Collected data
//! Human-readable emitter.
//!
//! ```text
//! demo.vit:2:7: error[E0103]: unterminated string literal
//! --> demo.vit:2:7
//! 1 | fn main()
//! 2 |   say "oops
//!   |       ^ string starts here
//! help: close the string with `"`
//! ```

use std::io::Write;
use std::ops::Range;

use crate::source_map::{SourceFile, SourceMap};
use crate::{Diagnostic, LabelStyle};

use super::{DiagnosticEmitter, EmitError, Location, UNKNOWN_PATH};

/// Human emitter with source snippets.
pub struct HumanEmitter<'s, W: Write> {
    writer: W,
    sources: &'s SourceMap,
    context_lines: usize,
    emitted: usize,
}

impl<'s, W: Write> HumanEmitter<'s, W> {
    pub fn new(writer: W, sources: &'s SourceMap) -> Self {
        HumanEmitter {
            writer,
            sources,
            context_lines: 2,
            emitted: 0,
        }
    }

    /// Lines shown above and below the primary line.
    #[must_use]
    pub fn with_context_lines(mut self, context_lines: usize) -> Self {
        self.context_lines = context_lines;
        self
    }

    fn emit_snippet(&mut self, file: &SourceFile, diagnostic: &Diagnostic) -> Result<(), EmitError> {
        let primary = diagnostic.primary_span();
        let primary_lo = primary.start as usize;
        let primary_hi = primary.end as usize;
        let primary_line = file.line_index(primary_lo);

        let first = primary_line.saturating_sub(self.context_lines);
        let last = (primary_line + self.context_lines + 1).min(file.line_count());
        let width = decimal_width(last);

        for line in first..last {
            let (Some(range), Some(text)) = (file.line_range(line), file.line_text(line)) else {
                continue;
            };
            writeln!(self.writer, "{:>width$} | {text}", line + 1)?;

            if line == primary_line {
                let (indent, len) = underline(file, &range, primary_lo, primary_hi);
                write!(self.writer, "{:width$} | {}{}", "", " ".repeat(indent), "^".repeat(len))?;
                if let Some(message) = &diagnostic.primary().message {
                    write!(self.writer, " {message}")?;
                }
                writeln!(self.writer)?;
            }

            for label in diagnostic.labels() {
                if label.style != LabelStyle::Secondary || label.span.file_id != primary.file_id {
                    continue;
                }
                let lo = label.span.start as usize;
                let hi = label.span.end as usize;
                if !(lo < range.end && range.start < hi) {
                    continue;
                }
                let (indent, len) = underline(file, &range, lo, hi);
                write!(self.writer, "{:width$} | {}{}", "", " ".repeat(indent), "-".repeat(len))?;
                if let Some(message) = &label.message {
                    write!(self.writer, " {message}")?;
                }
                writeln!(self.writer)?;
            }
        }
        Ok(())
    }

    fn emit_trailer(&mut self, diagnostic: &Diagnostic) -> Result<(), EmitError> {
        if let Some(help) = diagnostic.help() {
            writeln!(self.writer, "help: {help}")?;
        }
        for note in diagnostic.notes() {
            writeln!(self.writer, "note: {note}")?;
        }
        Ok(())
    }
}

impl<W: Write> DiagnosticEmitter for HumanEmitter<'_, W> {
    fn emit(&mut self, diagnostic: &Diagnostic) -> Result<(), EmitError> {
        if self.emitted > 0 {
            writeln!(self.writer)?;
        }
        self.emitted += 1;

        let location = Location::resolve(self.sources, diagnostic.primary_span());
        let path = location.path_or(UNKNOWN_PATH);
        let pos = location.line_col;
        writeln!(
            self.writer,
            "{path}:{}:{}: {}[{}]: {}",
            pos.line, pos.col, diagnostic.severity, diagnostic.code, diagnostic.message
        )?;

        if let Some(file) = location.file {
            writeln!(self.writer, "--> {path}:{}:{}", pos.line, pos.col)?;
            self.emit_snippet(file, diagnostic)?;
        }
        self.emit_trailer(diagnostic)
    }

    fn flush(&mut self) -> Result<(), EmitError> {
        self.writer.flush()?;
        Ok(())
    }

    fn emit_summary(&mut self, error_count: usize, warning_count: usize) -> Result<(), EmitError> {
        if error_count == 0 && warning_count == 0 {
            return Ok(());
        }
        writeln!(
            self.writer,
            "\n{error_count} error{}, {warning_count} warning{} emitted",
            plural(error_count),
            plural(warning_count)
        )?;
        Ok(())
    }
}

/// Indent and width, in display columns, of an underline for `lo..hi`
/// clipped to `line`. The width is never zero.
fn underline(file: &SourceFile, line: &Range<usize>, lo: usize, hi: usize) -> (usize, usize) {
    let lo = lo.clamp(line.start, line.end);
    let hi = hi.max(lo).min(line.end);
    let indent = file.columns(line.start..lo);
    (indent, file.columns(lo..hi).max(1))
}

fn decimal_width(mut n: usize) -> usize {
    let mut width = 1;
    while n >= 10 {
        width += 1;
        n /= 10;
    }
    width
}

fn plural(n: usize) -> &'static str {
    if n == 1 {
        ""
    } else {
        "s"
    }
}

- [TASK OBJECTIVE]: The required output is each line of the entries that contains the word "impl".

- [RESULT FOR THIS TASK]:
impl<'s, W: Write> HumanEmitter<'s, W> {
impl<W: Write> DiagnosticEmitter for HumanEmitter<'_, W> {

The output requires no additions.